Simplicity Sno-Away Snowblower, 70s era, single stage, includes push blade and chains.


https://www.facebook.com/marketplace/item/364656521029222


Actually, it's a model W from 1967-1969.
The last of their long production of walk behind tractors.


----------



## micah68kj (Oct 8, 2011)

What a beast. Wonder if there are any other attachments still available for it? Looks to be in excellent condition.


----------



## JLawrence08648 (Jan 15, 2017)

Reminds me of the David Bradley. This type goes back to the 40s, maybe even to the 30s.


----------



## GAR (Nov 7, 2014)

Sure wish this was closer to me, I would have to have that. I owned one a few years back and I put a Sulky on it and would ride it around the neighborhood and turn a few heads.
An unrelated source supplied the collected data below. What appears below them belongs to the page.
//! Workload admission enforcement.
//!
//! Translates inbound admission requests into evaluator inputs, calls the
//! decision engine, and renders the response. Requests outside the enforced
//! kinds, cluster-scoped requests, terminating namespaces, and the
//! operator's own service accounts are always allowed.

use std::sync::Arc;

use axum::{Json, extract::State, http::StatusCode, response::IntoResponse};
use chrono::SecondsFormat;
use k8s_openapi::api::apps::v1::{Deployment, StatefulSet};
use k8s_openapi::api::core::v1::Namespace;
use kube::core::DynamicObject;
use kube::core::admission::{AdmissionRequest, AdmissionResponse, AdmissionReview, Operation};
use kube::{Api, Client};
use tracing::{debug, error, info, warn};

use crate::classify::{Workload, classify_update, map_group_kind};
use crate::crd::{Action, TargetKind};
use crate::policy::{Decision, Evaluator, Input, KubeClusterStore};
use crate::webhooks::server::WebhookState;

/// How a request relates to the scale subresource.
#[derive(Debug, PartialEq)]
enum ScaleDisposition {
    /// Not a scale subresource request; classify normally.
    NotScale,
    /// A scale subresource request that is always allowed.
    Allow(&'static str),
    /// A scale UPDATE on an enforced kind; the action is SCALE.
    Enforce(TargetKind),
}

/// `kubectl scale` hits the /scale subresource, which would bypass
/// enforcement if only the workload kinds were matched. UPDATEs of
/// deployments/scale and statefulsets/scale are classified as SCALE;
/// everything else on the subresource is allowed.
fn scale_disposition(
    sub_resource: Option<&str>,
    group: &str,
    resource: &str,
    operation: &Operation,
) -> ScaleDisposition {
    if sub_resource != Some("scale") || group != "apps" {
        return ScaleDisposition::NotScale;
    }
    if *operation != Operation::Update {
        return ScaleDisposition::Allow("scale subresource non-update");
    }
    match resource {
        "deployments" => ScaleDisposition::Enforce(TargetKind::Deployment),
        "statefulsets" => ScaleDisposition::Enforce(TargetKind::StatefulSet),
        _ => ScaleDisposition::Allow("scale subresource not enforced"),
    }
}

/// Whether the requester is the operator itself.
///
/// The operator mutates CronJobs while policies are enforcing; without this
/// bypass it would deadlock against its own webhook.
fn is_operator_bypass(groups: &[String], operator_namespace: &str) -> bool {
    if operator_namespace.is_empty() {
        return false;
    }
    let operator_group = format!("system:serviceaccounts:{operator_namespace}");
    groups.iter().any(|g| *g == operator_group)
}

/// Render the user-visible denial message.
pub fn format_deny_message(decision: &Decision) -> String {
    let mut parts = Vec::new();
    if let Some(policy) = &decision.matched_policy {
        parts.push(format!("Denied by {policy}"));
    }
    if !decision.reason.is_empty() {
        parts.push(decision.reason.clone());
    }
    if let Some(next) = decision.next_allowed_time {
        parts.push(format!(
            "Next allowed at {}",
            next.to_rfc3339_opts(SecondsFormat::Secs, true)
        ));
    } else if let Some(end) = decision.freeze_end_time {
        parts.push(format!(
            "Allowed after {}",
            end.to_rfc3339_opts(SecondsFormat::Secs, true)
        ));
    }
    parts.join(": ")
}

type ReviewResponse = (StatusCode, Json<AdmissionReview<DynamicObject>>);

fn allow(request: &AdmissionRequest<DynamicObject>, reason: &str, uid: &str) -> ReviewResponse {
    debug!(uid = %uid, reason = %reason, "Admission request allowed");
    (
        StatusCode::OK,
        Json(AdmissionResponse::from(request).into_review()),
    )
}

fn errored(status: StatusCode, message: String) -> ReviewResponse {
    error!(message = %message, "Admission request errored");
    (status, Json(AdmissionResponse::invalid(message).into_review()))
}

/// Validate a workload admission request against all freeze policies.
pub(crate) async fn validate_workloads(
    State(state): State<Arc<WebhookState>>,
    Json(review): Json<AdmissionReview<DynamicObject>>,
) -> impl IntoResponse {
    let request: AdmissionRequest<DynamicObject> = match review.try_into() {
        Ok(req) => req,
        Err(e) => {
            error!(error = %e, "Failed to extract admission request");
            return (
                StatusCode::BAD_REQUEST,
                Json(
                    AdmissionResponse::invalid(format!("Invalid AdmissionReview: {}", e))
                        .into_review(),
                ),
            );
        }
    };

    let uid = request.uid.clone();
    debug!(
        uid = %uid,
        operation = ?request.operation,
        namespace = ?request.namespace,
        name = %request.name,
        "Processing workload admission request"
    );

    let groups = request.user_info.groups.clone().unwrap_or_default();
    if is_operator_bypass(&groups, &state.operator_namespace) {
        return allow(&request, "operator serviceaccount bypass", &uid);
    }

    let (kind, action, object_labels) = match scale_disposition(
        request.sub_resource.as_deref(),
        &request.resource.group,
        &request.resource.resource,
        &request.operation,
    ) {
        ScaleDisposition::Allow(reason) => return allow(&request, reason, &uid),
        ScaleDisposition::Enforce(scale_kind) => {
            // Scale subresource payloads carry no workload labels; fetch the
            // workload itself for objectSelector/constraint evaluation.
            let namespace = request.namespace.clone().unwrap_or_default();
            let name = request.name.clone();
            if namespace.is_empty() || name.is_empty() {
                return allow(&request, "scale request missing namespace or name", &uid);
            }
            let labels = match fetch_workload_labels(&state.client, scale_kind, &namespace, &name)
                .await
            {
                Ok(labels) => labels,
                Err(e) => {
                    return errored(
                        StatusCode::INTERNAL_SERVER_ERROR,
                        format!("get {scale_kind} {namespace}/{name}: {e}"),
                    );
                }
            };
            (scale_kind, Action::Scale, labels)
        }
        ScaleDisposition::NotScale => {
            let Some(mapped) = map_group_kind(&request.kind.group, &request.kind.kind) else {
                return allow(&request, "kind not enforced", &uid);
            };
            match classify_request(&request, mapped) {
                Ok((action, labels)) => (mapped, action, labels),
                Err(message) => return errored(StatusCode::BAD_REQUEST, message),
            }
        }
    };

    let Some(namespace) = request.namespace.clone().filter(|ns| !ns.is_empty()) else {
        // Workloads are namespaced; anything cluster-scoped here is allowed.
        return allow(&request, "cluster-scoped request", &uid);
    };

    let ns_api: Api<Namespace> = Api::all(state.client.clone());
    let ns_obj = match ns_api.get(&namespace).await {
        Ok(ns) => ns,
        Err(e) => {
            return errored(
                StatusCode::INTERNAL_SERVER_ERROR,
                format!("get namespace {namespace:?}: {e}"),
            );
        }
    };

    // Never block operations inside a terminating namespace: the namespace is
    // already going away, and blocking finalizer cleanup can deadlock it.
    if ns_obj.metadata.deletion_timestamp.is_some() {
        return allow(&request, "namespace is terminating: bypass freeze policies", &uid);
    }

    let store = KubeClusterStore::new(state.client.clone());
    let evaluator = Evaluator::new(&store);
    let decision = match evaluator
        .evaluate(Input {
            now: None,
            namespace: namespace.clone(),
            namespace_labels: Some(ns_obj.metadata.labels.unwrap_or_default()),
            kind,
            action,
            object_labels,
            username: request.user_info.username.clone().unwrap_or_default(),
            groups,
        })
        .await
    {
        Ok(decision) => decision,
        Err(e) => return errored(StatusCode::INTERNAL_SERVER_ERROR, e.to_string()),
    };

    if let Some(health) = &state.health_state {
        record_decision_metrics(health, &decision);
    }

    if decision.allowed {
        info!(uid = %uid, namespace = %namespace, kind = %kind, action = %action, "Admission request allowed");
        return (
            StatusCode::OK,
            Json(AdmissionResponse::from(&request).into_review()),
        );
    }

    let message = format_deny_message(&decision);
    warn!(
        uid = %uid,
        namespace = %namespace,
        kind = %kind,
        action = %action,
        user = ?request.user_info.username,
        policy = ?decision.matched_policy,
        reason = %decision.reason,
        "Admission request denied"
    );
    (
        StatusCode::OK,
        Json(AdmissionResponse::from(&request).deny(message).into_review()),
    )
}

/// Classify a non-scale request into (action, object labels).
fn classify_request(
    request: &AdmissionRequest<DynamicObject>,
    kind: TargetKind,
) -> Result<(Action, std::collections::BTreeMap<String, String>), String> {
    match request.operation {
        Operation::Create => {
            let obj = request.object.as_ref().ok_or("missing object in request")?;
            let workload = Workload::decode(kind, obj).map_err(|e| e.to_string())?;
            Ok((Action::Create, workload.labels()))
        }
        Operation::Delete => {
            let obj = request
                .old_object
                .as_ref()
                .ok_or("missing old object in request")?;
            let workload = Workload::decode(kind, obj).map_err(|e| e.to_string())?;
            Ok((Action::Delete, workload.labels()))
        }
        Operation::Update => {
            let old_obj = request
                .old_object
                .as_ref()
                .ok_or("missing old object in request")?;
            let new_obj = request.object.as_ref().ok_or("missing object in request")?;
            let old = Workload::decode(kind, old_obj).map_err(|e| e.to_string())?;
            let new = Workload::decode(kind, new_obj).map_err(|e| e.to_string())?;
            let action = classify_update(&old, &new).map_err(|e| e.to_string())?;
            Ok((action, new.labels()))
        }
        ref other => Err(format!("unsupported operation: {other:?}")),
    }
}

async fn fetch_workload_labels(
    client: &Client,
    kind: TargetKind,
    namespace: &str,
    name: &str,
) -> Result<std::collections::BTreeMap<String, String>, kube::Error> {
    match kind {
        TargetKind::Deployment => {
            let api: Api<Deployment> = Api::namespaced(client.clone(), namespace);
            Ok(api.get(name).await?.metadata.labels.unwrap_or_default())
        }
        TargetKind::StatefulSet => {
            let api: Api<StatefulSet> = Api::namespaced(client.clone(), namespace);
            Ok(api.get(name).await?.metadata.labels.unwrap_or_default())
        }
        // Only Deployments and StatefulSets expose the scale subresource here.
        TargetKind::DaemonSet | TargetKind::CronJob => Ok(Default::default()),
    }
}

fn record_decision_metrics(health: &crate::health::HealthState, decision: &Decision) {
    let kind = decision.kind.to_string();
    let action = decision.action.to_string();
    if decision.allowed {
        health
            .metrics
            .record_allowed(&decision.namespace, &kind, &action);
        if let (Some(exception), Some(policy)) =
            (&decision.matched_override, &decision.matched_policy)
        {
            health.metrics.record_override(
                &exception.name,
                policy.kind.metric_label(),
                &policy.name,
            );
        }
    } else if let Some(policy) = &decision.matched_policy {
        health.metrics.record_denied(
            policy.kind.metric_label(),
            &policy.name,
            &decision.namespace,
            &kind,
            &action,
        );
    }
}

#[cfg(test)]
#[allow(clippy::unwrap_used)]
mod tests {
    use super::*;
    use crate::policy::{PolicyKind, PolicyRef};
    use chrono::{TimeZone, Utc};

    #[test]
    fn test_scale_disposition() {
        // UPDATE on deployments/scale is enforced as SCALE.
        assert_eq!(
            scale_disposition(Some("scale"), "apps", "deployments", &Operation::Update),
            ScaleDisposition::Enforce(TargetKind::Deployment)
        );
        assert_eq!(
            scale_disposition(Some("scale"), "apps", "statefulsets", &Operation::Update),
            ScaleDisposition::Enforce(TargetKind::StatefulSet)
        );
        // Non-UPDATE scale requests are allowed.
        assert_eq!(
            scale_disposition(Some("scale"), "apps", "deployments", &Operation::Create),
            ScaleDisposition::Allow("scale subresource non-update")
        );
        // Scale of anything else is allowed.
        assert_eq!(
            scale_disposition(Some("scale"), "apps", "replicasets", &Operation::Update),
            ScaleDisposition::Allow("scale subresource not enforced")
        );
        // Plain requests classify normally.
        assert_eq!(
            scale_disposition(None, "apps", "deployments", &Operation::Update),
            ScaleDisposition::NotScale
        );
        assert_eq!(
            scale_disposition(Some("status"), "apps", "deployments", &Operation::Update),
            ScaleDisposition::NotScale
        );
    }

    #[test]
    fn test_operator_bypass() {
        let groups = vec![
            "system:authenticated".to_string(),
            "system:serviceaccounts:freeze-system".to_string(),
        ];
        assert!(is_operator_bypass(&groups, "freeze-system"));
        assert!(!is_operator_bypass(&groups, "other-ns"));
        // Without a known operator namespace the bypass is disabled.
        assert!(!is_operator_bypass(&groups, ""));
    }

    fn decision(
        next_allowed: Option<chrono::DateTime<Utc>>,
        freeze_end: Option<chrono::DateTime<Utc>>,
    ) -> Decision {
        Decision {
            allowed: false,
            matched_policy: Some(PolicyRef {
                kind: PolicyKind::ChangeFreeze,
                name: "cf".to_string(),
            }),
            matched_override: None,
            reason: "freeze".to_string(),
            next_allowed_time: next_allowed,
            freeze_end_time: freeze_end,
            evaluation_time: Utc::now(),
            namespace: "prod".to_string(),
            kind: TargetKind::Deployment,
            action: Action::RollOut,
        }
    }

    #[test]
    fn test_deny_message_with_next_allowed() {
        let end = Utc.with_ymd_and_hms(2026, 1, 28, 13, 0, 0).unwrap();
        let msg = format_deny_message(&decision(Some(end), Some(end)));
        assert_eq!(
            msg,
            "Denied by ChangeFreeze/cf: freeze: Next allowed at 2026-01-28T13:00:00Z"
        );
    }

    #[test]
    fn test_deny_message_with_only_freeze_end() {
        let end = Utc.with_ymd_and_hms(2026, 1, 28, 13, 0, 0).unwrap();
        let msg = format_deny_message(&decision(None, Some(end)));
        assert_eq!(
            msg,
            "Denied by ChangeFreeze/cf: freeze: Allowed after 2026-01-28T13:00:00Z"
        );
    }

    #[test]
    fn test_deny_message_without_times() {
        let msg = format_deny_message(&decision(None, None));
        assert_eq!(msg, "Denied by ChangeFreeze/cf: freeze");
    }
}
Only attachment I had was the push blade, would have loved to have the snowblower.


----------



## shallowwatersailor (Feb 19, 2013)

I bought one of these in the fall of 2014 as a project. The attraction, besides the tractor, was the chop saw. I haven't used it as I'm not sure of the integrity of the teeth.


----------



## scrappy (Dec 7, 2014)

Can you say TRACTION?


----------



## Greg_B (Feb 6, 2019)

The wheel weights remind me of Air-cooled VW flywheels.


----------